The Parable Of The Monk And The Stupid Woman

: THE NATURE OF MAN

The confused or unenlightened may be compared with a monk and a

stupid woman in a Japanese parable which runs as follows: One

evening a monk (who was used to have his head shaved clean), getting

drunk against the moral precepts, visited a woman, known as a

blockhead, at her house. No sooner had he got into her room than the

female fell asleep so soundly that the monk could not wake her nap.

Thereupon he made up his mi
d to use every possible means to arouse

her, and searched and searched all over the room for some instrument

that would help him in his task of arousing her from death-like

slumber. Fortunately, he found a razor in one of the drawers of her

mirror stand. With it he gave a stroke to her hair, but she did not

stir a whit. Then came another stroke, and she snored like thunder.

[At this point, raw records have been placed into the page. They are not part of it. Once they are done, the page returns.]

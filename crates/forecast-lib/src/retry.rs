//! Bounded timeout and retry-with-backoff for external I/O

use crate::config::RetryPolicy;
use std::fmt;
use std::future::Future;
use std::time::Duration;
use tracing::{debug, warn};

/// Why a single attempt failed
#[derive(Debug)]
pub enum AttemptError<E> {
    Failed(E),
    TimedOut(Duration),
}

impl<E: fmt::Display> fmt::Display for AttemptError<E> {
    fn fmt(&self, f: &mut fmt::Formatter<'_>) -> fmt::Result {
        match self {
            AttemptError::Failed(e) => write!(f, "{}", e),
            AttemptError::TimedOut(t) => write!(f, "timed out after {}ms", t.as_millis()),
        }
    }
}

/// All attempts were exhausted
#[derive(Debug)]
pub struct RetryExhausted<E> {
    pub operation: String,
    pub attempts: u32,
    pub last_error: AttemptError<E>,
}

impl<E: fmt::Display> fmt::Display for RetryExhausted<E> {
    fn fmt(&self, f: &mut fmt::Formatter<'_>) -> fmt::Result {
        write!(
            f,
            "{} failed after {} attempt(s): {}",
            self.operation, self.attempts, self.last_error
        )
    }
}

/// Run `op` until it succeeds, applying a per-attempt timeout and
/// exponential backoff between attempts.
pub async fn retry_with_backoff<T, E, F, Fut>(
    policy: &RetryPolicy,
    operation: &str,
    mut op: F,
) -> std::result::Result<T, RetryExhausted<E>>
where
    F: FnMut() -> Fut,
    Fut: Future<Output = std::result::Result<T, E>>,
    E: fmt::Display,
{
    let max_attempts = policy.max_attempts.max(1);
    let mut backoff = policy.initial_backoff();
    let mut attempt = 0;

    loop {
        attempt += 1;
        let last_error = match tokio::time::timeout(policy.attempt_timeout(), op()).await {
            Ok(Ok(value)) => {
                if attempt > 1 {
                    debug!(operation = %operation, attempt, "Operation succeeded after retry");
                }
                return Ok(value);
            }
            Ok(Err(e)) => AttemptError::Failed(e),
            Err(_) => AttemptError::TimedOut(policy.attempt_timeout()),
        };

        if attempt >= max_attempts {
            return Err(RetryExhausted {
                operation: operation.to_string(),
                attempts: attempt,
                last_error,
            });
        }

        warn!(
            operation = %operation,
            attempt,
            max_attempts,
            backoff_ms = backoff.as_millis() as u64,
            error = %last_error,
            "Operation failed, retrying"
        );
        tokio::time::sleep(backoff).await;
        backoff = std::cmp::min(backoff * 2, policy.max_backoff());
    }
}

#[cfg(test)]
mod tests {
    use super::*;
    use std::sync::atomic::{AtomicU32, Ordering};
    use std::sync::Arc;

    fn fast_policy() -> RetryPolicy {
        RetryPolicy {
            max_attempts: 3,
            initial_backoff_ms: 1,
            max_backoff_ms: 4,
            attempt_timeout_secs: 5,
        }
    }

    #[tokio::test]
    async fn test_succeeds_after_transient_failures() {
        let calls = Arc::new(AtomicU32::new(0));
        let counter = calls.clone();
        let result = retry_with_backoff(&fast_policy(), "flaky", || {
            let counter = counter.clone();
            async move {
                let n = counter.fetch_add(1, Ordering::SeqCst);
                if n < 2 {
                    Err("connection refused")
                } else {
                    Ok(42)
                }
            }
        })
        .await;

        assert_eq!(result.unwrap(), 42);
        assert_eq!(calls.load(Ordering::SeqCst), 3);
    }

    #[tokio::test]
    async fn test_gives_up_after_max_attempts() {
        let calls = Arc::new(AtomicU32::new(0));
        let counter = calls.clone();
        let result: std::result::Result<(), _> =
            retry_with_backoff(&fast_policy(), "always_down", || {
                let counter = counter.clone();
                async move {
                    counter.fetch_add(1, Ordering::SeqCst);
                    Err("unreachable")
                }
            })
            .await;

        let err = result.unwrap_err();
        assert_eq!(err.attempts, 3);
        assert_eq!(calls.load(Ordering::SeqCst), 3);
        assert!(err.to_string().contains("always_down"));
    }

    #[tokio::test]
    async fn test_attempt_timeout_counts_as_failure() {
        let policy = RetryPolicy {
            max_attempts: 1,
            initial_backoff_ms: 1,
            max_backoff_ms: 1,
            attempt_timeout_secs: 0,
        };
        let result: std::result::Result<(), RetryExhausted<String>> =
            retry_with_backoff(&policy, "slow", || async {
                tokio::time::sleep(Duration::from_millis(50)).await;
                Ok(())
            })
            .await;

        assert!(matches!(
            result.unwrap_err().last_error,
            AttemptError::TimedOut(_)
        ));
    }
}
use crate::models::{floor_to_interval, MetricPoint};

/// Raw observations bucketed onto a fixed grid
#[derive(Debug, Clone, PartialEq)]
pub struct Grid {
    /// Timestamp of slot 0
    pub origin: i64,
    /// One entry per grid slot, `None` where no observation fell
    pub slots: Vec<Option<f64>>,
}

impl Grid {
    pub fn missing(&self) -> usize {
        self.slots.iter().filter(|s| s.is_none()).count()
    }

    /// Append empty slots so the grid reaches `last_slot`; never shrinks
    pub fn extend_through(&mut self, last_slot: i64, interval_secs: i64) {
        let len = ((last_slot - self.origin) / interval_secs + 1).max(0) as usize;
        if len > self.slots.len() {
            self.slots.resize(len, None);
        }
    }
}

/// Bucket points into `interval_secs` slots, averaging points that share a slot.
///
/// Non-finite values are treated as absent. Returns `None` when nothing
/// finite remains.
pub fn resample(points: &[MetricPoint], interval_secs: i64) -> Option<Grid> {
    let mut valid: Vec<MetricPoint> = points
        .iter()
        .filter(|p| p.value.is_finite())
        .copied()
        .collect();
    valid.sort_by_key(|p| p.timestamp);

    let origin = floor_to_interval(valid.first()?.timestamp, interval_secs);
    let last = floor_to_interval(valid.last()?.timestamp, interval_secs);
    let len = ((last - origin) / interval_secs) as usize + 1;

    let mut sums = vec![0.0; len];
    let mut counts = vec![0u32; len];
    for point in &valid {
        let slot = ((floor_to_interval(point.timestamp, interval_secs) - origin) / interval_secs)
            as usize;
        sums[slot] += point.value;
        counts[slot] += 1;
    }

    let slots = sums
        .into_iter()
        .zip(counts)
        .map(|(sum, count)| (count > 0).then(|| sum / f64::from(count)))
        .collect();
    Some(Grid { origin, slots })
}
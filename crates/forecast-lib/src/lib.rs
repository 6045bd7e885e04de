//! Forecasting pipeline library for server resource usage
//!
//! This crate provides the core functionality for:
//! - Metric history ingestion from time-series stores
//! - Preprocessing into canonical fixed-interval series
//! - Seasonal ARIMA model search, fitting and selection
//! - Fixed-horizon forecasting with prediction intervals
//! - Per-metric pipeline orchestration, artifacts and experiment tracking

pub mod artifacts;
pub mod config;
pub mod dashboard;
pub mod error;
pub mod forecaster;
pub mod ingest;
pub mod models;
pub mod observability;
pub mod orchestrator;
pub mod preprocess;
pub mod recorder;
pub mod retry;
pub mod trainer;

pub use config::PipelineConfig;
pub use error::{ErrorKind, PipelineError, Result};
pub use models::*;
pub use observability::{PipelineMetrics, StructuredLogger};
pub use dashboard::{load_overview, load_overviews, MetricOverview, OverviewStatus};
pub use forecaster::Forecaster;
pub use orchestrator::{PipelineCommand, PipelineOrchestrator, RunRecord, RunRequest, RunStatus};
pub use trainer::{ModelSelector, Trainer};
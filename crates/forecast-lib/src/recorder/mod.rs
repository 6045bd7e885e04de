//! Experiment recording
//!
//! The pipeline is the only writer. Recorders are append-only: a run that
//! never reaches `end_run` stays visibly incomplete instead of touching
//! earlier runs.

mod file;
mod mlflow;

pub use file::FileRecorder;
pub use mlflow::MlflowRecorder;

use crate::config::{RecorderConfig, RetryPolicy};
use crate::error::{PipelineError, Result};
use crate::retry::retry_with_backoff;
use serde::{Deserialize, Serialize};
use std::collections::BTreeMap;
use std::sync::Arc;
use thiserror::Error;

pub use async_trait::async_trait;

/// Terminal (or current) state of a recorded run
#[derive(Debug, Clone, Copy, PartialEq, Eq, Serialize, Deserialize)]
#[serde(rename_all = "snake_case")]
pub enum RecordStatus {
    Running,
    Finished,
    Failed,
}

impl RecordStatus {
    pub fn as_str(&self) -> &'static str {
        match self {
            RecordStatus::Running => "running",
            RecordStatus::Finished => "finished",
            RecordStatus::Failed => "failed",
        }
    }
}

/// Errors reported by a recorder backend
#[derive(Debug, Error)]
pub enum RecorderError {
    #[error("recorder I/O failed: {0}")]
    Io(#[from] std::io::Error),
    #[error("tracking server unreachable: {0}")]
    Unreachable(String),
    #[error("tracking server returned status {status}: {body}")]
    Status { status: u16, body: String },
    #[error("unexpected tracking response: {0}")]
    Malformed(String),
    #[error("unknown recorder run {0}")]
    UnknownRun(String),
}

/// Experiment-tracking interface
#[async_trait]
pub trait ExperimentRecorder: Send + Sync {
    /// Open a run for `metric` and return its recorder-side identifier
    async fn start_run(&self, metric: &str) -> std::result::Result<String, RecorderError>;

    async fn log_params(
        &self,
        run_id: &str,
        params: &BTreeMap<String, String>,
    ) -> std::result::Result<(), RecorderError>;

    async fn log_metrics(
        &self,
        run_id: &str,
        metrics: &BTreeMap<String, f64>,
        step: u64,
    ) -> std::result::Result<(), RecorderError>;

    async fn log_artifact(
        &self,
        run_id: &str,
        path: &str,
        kind: &str,
    ) -> std::result::Result<(), RecorderError>;

    async fn end_run(
        &self,
        run_id: &str,
        status: RecordStatus,
    ) -> std::result::Result<(), RecorderError>;

    /// Backend name for logs
    fn name(&self) -> &str;
}

/// Recorder used when tracking is disabled
pub struct NoopRecorder;

#[async_trait]
impl ExperimentRecorder for NoopRecorder {
    async fn start_run(&self, _metric: &str) -> std::result::Result<String, RecorderError> {
        Ok("noop".to_string())
    }

    async fn log_params(
        &self,
        _run_id: &str,
        _params: &BTreeMap<String, String>,
    ) -> std::result::Result<(), RecorderError> {
        Ok(())
    }

    async fn log_metrics(
        &self,
        _run_id: &str,
        _metrics: &BTreeMap<String, f64>,
        _step: u64,
    ) -> std::result::Result<(), RecorderError> {
        Ok(())
    }

    async fn log_artifact(
        &self,
        _run_id: &str,
        _path: &str,
        _kind: &str,
    ) -> std::result::Result<(), RecorderError> {
        Ok(())
    }

    async fn end_run(
        &self,
        _run_id: &str,
        _status: RecordStatus,
    ) -> std::result::Result<(), RecorderError> {
        Ok(())
    }

    fn name(&self) -> &str {
        "disabled"
    }
}

/// Build the recorder selected in configuration
pub fn recorder_from_config(config: &RecorderConfig) -> Result<Arc<dyn ExperimentRecorder>> {
    match config {
        RecorderConfig::File { root } => Ok(Arc::new(FileRecorder::new(root.clone()))),
        RecorderConfig::Mlflow {
            tracking_uri,
            experiment_name,
        } => Ok(Arc::new(MlflowRecorder::new(tracking_uri, experiment_name)?)),
        RecorderConfig::Disabled => Ok(Arc::new(NoopRecorder)),
    }
}

/// Recorder handle that applies the retry policy to every call and reports
/// exhausted retries as artifact write failures
#[derive(Clone)]
pub struct RetryingRecorder {
    inner: Arc<dyn ExperimentRecorder>,
    retry: RetryPolicy,
}

impl RetryingRecorder {
    pub fn new(inner: Arc<dyn ExperimentRecorder>, retry: RetryPolicy) -> Self {
        Self { inner, retry }
    }

    fn failure(&self, what: &str, reason: String) -> PipelineError {
        PipelineError::artifact_write(format!("{} recorder {}", self.inner.name(), what), reason)
    }

    pub async fn start_run(&self, metric: &str) -> Result<String> {
        retry_with_backoff(&self.retry, "recorder start_run", || {
            self.inner.start_run(metric)
        })
        .await
        .map_err(|e| self.failure("start_run", e.to_string()))
    }

    pub async fn log_params(&self, run_id: &str, params: &BTreeMap<String, String>) -> Result<()> {
        retry_with_backoff(&self.retry, "recorder log_params", || {
            self.inner.log_params(run_id, params)
        })
        .await
        .map_err(|e| self.failure("log_params", e.to_string()))
    }

    pub async fn log_metrics(
        &self,
        run_id: &str,
        metrics: &BTreeMap<String, f64>,
        step: u64,
    ) -> Result<()> {
        retry_with_backoff(&self.retry, "recorder log_metrics", || {
            self.inner.log_metrics(run_id, metrics, step)
        })
        .await
        .map_err(|e| self.failure("log_metrics", e.to_string()))
    }

    pub async fn log_artifact(&self, run_id: &str, path: &str, kind: &str) -> Result<()> {
        retry_with_backoff(&self.retry, "recorder log_artifact", || {
            self.inner.log_artifact(run_id, path, kind)
        })
        .await
        .map_err(|e| self.failure("log_artifact", e.to_string()))
    }

    pub async fn end_run(&self, run_id: &str, status: RecordStatus) -> Result<()> {
        retry_with_backoff(&self.retry, "recorder end_run", || {
            self.inner.end_run(run_id, status)
        })
        .await
        .map_err(|e| self.failure("end_run", e.to_string()))
    }
}
//! Derivative-free minimisation (Nelder-Mead simplex)

use std::sync::atomic::{AtomicBool, Ordering};

const REFLECTION: f64 = 1.0;
const EXPANSION: f64 = 2.0;
const CONTRACTION: f64 = 0.5;
const SHRINK: f64 = 0.5;

/// Result of a minimisation
#[derive(Debug, Clone, PartialEq)]
pub struct Minimum {
    pub point: Vec<f64>,
    pub value: f64,
    pub iterations: usize,
    pub converged: bool,
    pub cancelled: bool,
}

#[derive(Debug, Clone)]
pub struct NelderMead {
    pub max_iterations: usize,
    /// Relative spread of objective values across the simplex at convergence
    pub tolerance: f64,
    pub initial_step: f64,
}

impl NelderMead {
    pub fn new(max_iterations: usize, tolerance: f64) -> Self {
        Self {
            max_iterations,
            tolerance,
            initial_step: 0.1,
        }
    }

    /// Minimise `objective` starting from `start`.
    ///
    /// The objective may return `f64::INFINITY` for infeasible points.
    /// `cancel` is polled once per iteration.
    pub fn minimize<F>(&self, mut objective: F, start: &[f64], cancel: Option<&AtomicBool>) -> Minimum
    where
        F: FnMut(&[f64]) -> f64,
    {
        let n = start.len();
        if n == 0 {
            let value = objective(start);
            return Minimum {
                point: Vec::new(),
                value,
                iterations: 0,
                converged: value.is_finite(),
                cancelled: false,
            };
        }

        let mut simplex: Vec<Vec<f64>> = Vec::with_capacity(n + 1);
        simplex.push(start.to_vec());
        for i in 0..n {
            let mut vertex = start.to_vec();
            vertex[i] += self.initial_step;
            simplex.push(vertex);
        }
        let mut values: Vec<f64> = simplex.iter().map(|v| objective(v)).collect();

        let mut iterations = 0;
        let mut converged = false;
        let mut cancelled = false;

        loop {
            sort_simplex(&mut simplex, &mut values);
            let best = values[0];
            let worst = values[n];
            if best.is_finite() && worst.is_finite() {
                let spread = (worst - best).abs();
                let scale = best.abs() + worst.abs();
                if spread <= self.tolerance * scale + f64::MIN_POSITIVE {
                    converged = true;
                    break;
                }
            }
            if iterations >= self.max_iterations {
                break;
            }
            if cancel.map(|c| c.load(Ordering::Relaxed)).unwrap_or(false) {
                cancelled = true;
                break;
            }
            iterations += 1;

            let centroid: Vec<f64> = (0..n)
                .map(|j| simplex[..n].iter().map(|v| v[j]).sum::<f64>() / n as f64)
                .collect();
            let towards = |coef: f64, vertex: &[f64]| -> Vec<f64> {
                centroid
                    .iter()
                    .zip(vertex)
                    .map(|(c, x)| c + coef * (x - c))
                    .collect()
            };

            let reflected = towards(-REFLECTION, &simplex[n]);
            let reflected_value = objective(&reflected);

            if reflected_value < values[0] {
                let expanded = towards(-REFLECTION * EXPANSION, &simplex[n]);
                let expanded_value = objective(&expanded);
                if expanded_value < reflected_value {
                    simplex[n] = expanded;
                    values[n] = expanded_value;
                } else {
                    simplex[n] = reflected;
                    values[n] = reflected_value;
                }
                continue;
            }
            if reflected_value < values[n - 1] {
                simplex[n] = reflected;
                values[n] = reflected_value;
                continue;
            }

            let (contracted, contracted_value) = if reflected_value < values[n] {
                let outside = towards(-REFLECTION * CONTRACTION, &simplex[n]);
                let value = objective(&outside);
                (outside, value)
            } else {
                let inside = towards(CONTRACTION, &simplex[n]);
                let value = objective(&inside);
                (inside, value)
            };
            if contracted_value < values[n].min(reflected_value) {
                simplex[n] = contracted;
                values[n] = contracted_value;
                continue;
            }

            let anchor = simplex[0].clone();
            for i in 1..=n {
                let shrunk: Vec<f64> = anchor
                    .iter()
                    .zip(&simplex[i])
                    .map(|(a, x)| a + SHRINK * (x - a))
                    .collect();
                values[i] = objective(&shrunk);
                simplex[i] = shrunk;
            }
        }

        Minimum {
            point: simplex.swap_remove(0),
            value: values[0],
            iterations,
            converged,
            cancelled,
        }
    }
}

fn sort_simplex(simplex: &mut Vec<Vec<f64>>, values: &mut Vec<f64>) {
    let mut order: Vec<usize> = (0..values.len()).collect();
    order.sort_by(|&a, &b| values[a].total_cmp(&values[b]));
    *simplex = order.iter().map(|&i| simplex[i].clone()).collect();
    *values = order.iter().map(|&i| values[i]).collect();
}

The third and fourth strokes came, but with no better result. And at

last her head was shaven clean, yet still she slept on. The next

morning when she awoke, she could not find her visitor, the monk, as

he had left the house in the previous night. 'Where is my visitor,

where my dear monk?' she called aloud, and waking in a state of

somnambulation looked for him in vain, repeating the outcry. When at

length her hand accidentally touched her shaven head, she mistook it

for that of her visitor, and exclaimed: 'Here you are, my dear, where

am I myself gone then? A great trouble with the confused is their

forgetting of real self or Buddha-nature, and not knowing 'where it

is gone.' Duke Ngai, of the State of Lu, once said to Confucius:

One of my subjects, Sir, is so much forgetful that he forgot to take

his wife when be changed his residence. That is not much, my

lord, said the sage, the Emperors Kieh[FN#173] and Cheu[FN#174]

forgot their own selves.[FN#175]





[FN#173] The last Emperor of the Ha dynasty, notorious for his

vices. His reign was 1818-1767 B.C.



[FN#174] The last Emperor of the Yin dynasty, one of the worst

despots. His reign was 1154-1122 B.C.



[FN#175] Ko-shi-ke-go.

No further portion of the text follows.